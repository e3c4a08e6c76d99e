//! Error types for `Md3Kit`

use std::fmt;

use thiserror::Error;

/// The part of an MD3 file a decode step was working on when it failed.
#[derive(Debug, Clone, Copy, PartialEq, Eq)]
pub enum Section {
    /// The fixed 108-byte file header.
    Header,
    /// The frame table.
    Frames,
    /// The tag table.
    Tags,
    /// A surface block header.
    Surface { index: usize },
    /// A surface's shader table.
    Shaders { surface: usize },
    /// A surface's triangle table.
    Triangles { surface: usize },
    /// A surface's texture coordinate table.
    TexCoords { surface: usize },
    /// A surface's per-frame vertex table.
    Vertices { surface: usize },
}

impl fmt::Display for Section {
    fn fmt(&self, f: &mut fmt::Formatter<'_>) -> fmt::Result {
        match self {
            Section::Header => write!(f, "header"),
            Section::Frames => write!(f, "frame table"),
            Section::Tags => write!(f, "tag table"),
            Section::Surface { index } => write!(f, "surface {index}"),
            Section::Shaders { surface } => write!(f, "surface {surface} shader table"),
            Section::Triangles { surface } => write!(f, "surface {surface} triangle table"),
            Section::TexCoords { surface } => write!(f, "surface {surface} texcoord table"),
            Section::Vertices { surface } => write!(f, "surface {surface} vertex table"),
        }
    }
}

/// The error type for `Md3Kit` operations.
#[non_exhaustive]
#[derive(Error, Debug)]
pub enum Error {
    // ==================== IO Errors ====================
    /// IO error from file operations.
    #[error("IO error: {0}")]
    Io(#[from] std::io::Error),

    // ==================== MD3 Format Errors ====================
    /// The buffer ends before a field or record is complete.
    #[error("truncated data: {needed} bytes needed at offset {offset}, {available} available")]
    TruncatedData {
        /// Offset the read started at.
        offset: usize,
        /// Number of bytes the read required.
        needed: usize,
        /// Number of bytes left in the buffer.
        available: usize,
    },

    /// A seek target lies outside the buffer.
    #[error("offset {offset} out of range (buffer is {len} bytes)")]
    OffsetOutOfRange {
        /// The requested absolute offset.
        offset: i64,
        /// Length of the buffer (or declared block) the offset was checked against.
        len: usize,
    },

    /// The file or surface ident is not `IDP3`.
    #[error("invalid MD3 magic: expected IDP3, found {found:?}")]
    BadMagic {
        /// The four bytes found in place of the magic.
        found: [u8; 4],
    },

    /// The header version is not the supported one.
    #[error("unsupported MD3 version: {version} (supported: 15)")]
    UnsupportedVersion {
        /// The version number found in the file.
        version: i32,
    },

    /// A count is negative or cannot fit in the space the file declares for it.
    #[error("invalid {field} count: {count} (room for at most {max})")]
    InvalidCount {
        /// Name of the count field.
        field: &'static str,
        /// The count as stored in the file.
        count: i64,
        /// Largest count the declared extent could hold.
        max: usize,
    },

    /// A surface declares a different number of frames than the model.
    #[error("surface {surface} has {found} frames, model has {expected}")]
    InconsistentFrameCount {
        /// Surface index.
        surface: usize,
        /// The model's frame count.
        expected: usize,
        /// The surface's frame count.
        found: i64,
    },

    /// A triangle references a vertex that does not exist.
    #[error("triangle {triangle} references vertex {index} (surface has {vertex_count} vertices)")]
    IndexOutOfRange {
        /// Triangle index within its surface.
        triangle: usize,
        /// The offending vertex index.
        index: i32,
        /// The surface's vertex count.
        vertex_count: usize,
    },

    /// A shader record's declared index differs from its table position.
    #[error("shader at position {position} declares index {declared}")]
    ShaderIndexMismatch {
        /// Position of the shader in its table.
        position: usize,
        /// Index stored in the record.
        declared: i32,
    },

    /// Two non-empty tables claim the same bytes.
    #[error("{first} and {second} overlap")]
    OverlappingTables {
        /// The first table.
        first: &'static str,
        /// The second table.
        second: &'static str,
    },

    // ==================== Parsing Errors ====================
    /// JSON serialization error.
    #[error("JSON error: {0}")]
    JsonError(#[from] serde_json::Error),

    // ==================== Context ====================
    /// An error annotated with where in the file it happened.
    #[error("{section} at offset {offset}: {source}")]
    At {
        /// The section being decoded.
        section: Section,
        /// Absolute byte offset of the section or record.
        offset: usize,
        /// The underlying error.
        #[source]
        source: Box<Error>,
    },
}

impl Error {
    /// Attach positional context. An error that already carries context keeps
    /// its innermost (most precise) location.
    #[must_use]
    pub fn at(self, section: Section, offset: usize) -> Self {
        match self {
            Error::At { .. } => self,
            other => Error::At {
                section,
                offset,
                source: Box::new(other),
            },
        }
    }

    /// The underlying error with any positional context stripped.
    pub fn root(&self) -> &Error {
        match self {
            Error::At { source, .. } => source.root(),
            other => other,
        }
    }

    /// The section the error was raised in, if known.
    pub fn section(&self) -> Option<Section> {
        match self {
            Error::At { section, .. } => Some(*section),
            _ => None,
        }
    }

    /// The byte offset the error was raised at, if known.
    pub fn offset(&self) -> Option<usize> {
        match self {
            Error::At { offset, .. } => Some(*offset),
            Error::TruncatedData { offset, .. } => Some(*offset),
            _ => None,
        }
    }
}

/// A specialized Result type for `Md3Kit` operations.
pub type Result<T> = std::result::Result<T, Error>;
══════════
§ YOUR GOAL: Make an exact copy of all the data.

§ OUTPUT:
repository e3c4a08e6c76d99e
//! Error types for `Md3Kit`

use std::fmt;

use thiserror::Error;

/// The part of an MD3 file a decode step was working on when it failed.
#[derive(Debug, Clone, Copy, PartialEq, Eq)]
pub enum Section {
    /// The fixed 108-byte file header.
    Header,
    /// The frame table.
    Frames,
    /// The tag table.
    Tags,
    /// A surface block header.
    Surface { index: usize },
    /// A surface's shader table.
    Shaders { surface: usize },
    /// A surface's triangle table.
    Triangles { surface: usize },
    /// A surface's texture coordinate table.
    TexCoords { surface: usize },
    /// A surface's per-frame vertex table.
    Vertices { surface: usize },
}

impl fmt::Display for Section {
    fn fmt(&self, f: &mut fmt::Formatter<'_>) -> fmt::Result {
        match self {
            Section::Header => write!(f, "header"),
            Section::Frames => write!(f, "frame table"),
            Section::Tags => write!(f, "tag table"),
            Section::Surface { index } => write!(f, "surface {index}"),
            Section::Shaders { surface } => write!(f, "surface {surface} shader table"),
            Section::Triangles { surface } => write!(f, "surface {surface} triangle table"),
            Section::TexCoords { surface } => write!(f, "surface {surface} texcoord table"),
            Section::Vertices { surface } => write!(f, "surface {surface} vertex table"),
        }
    }
}

/// The error type for `Md3Kit` operations.
#[non_exhaustive]
#[derive(Error, Debug)]
pub enum Error {
    // ==================== IO Errors ====================
    /// IO error from file operations.
    #[error("IO error: {0}")]
    Io(#[from] std::io::Error),

    // ==================== MD3 Format Errors ====================
    /// The buffer ends before a field or record is complete.
    #[error("truncated data: {needed} bytes needed at offset {offset}, {available} available")]
    TruncatedData {
        /// Offset the read started at.
        offset: usize,
        /// Number of bytes the read required.
        needed: usize,
        /// Number of bytes left in the buffer.
        available: usize,
    },

    /// A seek target lies outside the buffer.
    #[error("offset {offset} out of range (buffer is {len} bytes)")]
    OffsetOutOfRange {
        /// The requested absolute offset.
        offset: i64,
        /// Length of the buffer (or declared block) the offset was checked against.
        len: usize,
    },

    /// The file or surface ident is not `IDP3`.
    #[error("invalid MD3 magic: expected IDP3, found {found:?}")]
    BadMagic {
        /// The four bytes found in place of the magic.
        found: [u8; 4],
    },

    /// The header version is not the supported one.
    #[error("unsupported MD3 version: {version} (supported: 15)")]
    UnsupportedVersion {
        /// The version number found in the file.
        version: i32,
    },

    /// A count is negative or cannot fit in the space the file declares for it.
    #[error("invalid {field} count: {count} (room for at most {max})")]
    InvalidCount {
        /// Name of the count field.
        field: &'static str,
        /// The count as stored in the file.
        count: i64,
        /// Largest count the declared extent could hold.
        max: usize,
    },

    /// A surface declares a different number of frames than the model.
    #[error("surface {surface} has {found} frames, model has {expected}")]
    InconsistentFrameCount {
        /// Surface index.
        surface: usize,
        /// The model's frame count.
        expected: usize,
        /// The surface's frame count.
        found: i64,
    },

    /// A triangle references a vertex that does not exist.
    #[error("triangle {triangle} references vertex {index} (surface has {vertex_count} vertices)")]
    IndexOutOfRange {
        /// Triangle index within its surface.
        triangle: usize,
        /// The offending vertex index.
        index: i32,
        /// The surface's vertex count.
        vertex_count: usize,
    },

    /// A shader record's declared index differs from its table position.
    #[error("shader at position {position} declares index {declared}")]
    ShaderIndexMismatch {
        /// Position of the shader in its table.
        position: usize,
        /// Index stored in the record.
        declared: i32,
    },

    /// Two non-empty tables claim the same bytes.
    #[error("{first} and {second} overlap")]
    OverlappingTables {
        /// The first table.
        first: &'static str,
        /// The second table.
        second: &'static str,
    },

    // ==================== Parsing Errors ====================
    /// JSON serialization error.
    #[error("JSON error: {0}")]
    JsonError(#[from] serde_json::Error),

    // ==================== Context ====================
    /// An error annotated with where in the file it happened.
    #[error("{section} at offset {offset}: {source}")]
    At {
        /// The section being decoded.
        section: Section,
        /// Absolute byte offset of the section or record.
        offset: usize,
        /// The underlying error.
        #[source]
        source: Box<Error>,
    },
}

impl Error {
    /// Attach positional context. An error that already carries context keeps
    /// its innermost (most precise) location.
    #[must_use]
    pub fn at(self, section: Section, offset: usize) -> Self {
        match self {
            Error::At { .. } => self,
            other => Error::At {
                section,
                offset,
                source: Box::new(other),
            },
        }
    }

    /// The underlying error with any positional context stripped.
    pub fn root(&self) -> &Error {
        match self {
            Error::At { source, .. } => source.root(),
            other => other,
        }
    }

    /// The section the error was raised in, if known.
    pub fn section(&self) -> Option<Section> {
        match self {
            Error::At { section, .. } => Some(*section),
            _ => None,
        }
    }

    /// The byte offset the error was raised at, if known.
    pub fn offset(&self) -> Option<usize> {
        match self {
            Error::At { offset, .. } => Some(*offset),
            Error::TruncatedData { offset, .. } => Some(*offset),
            _ => None,
        }
    }
}

/// A specialized Result type for `Md3Kit` operations.
pub type Result<T> = std::result::Result<T, Error>;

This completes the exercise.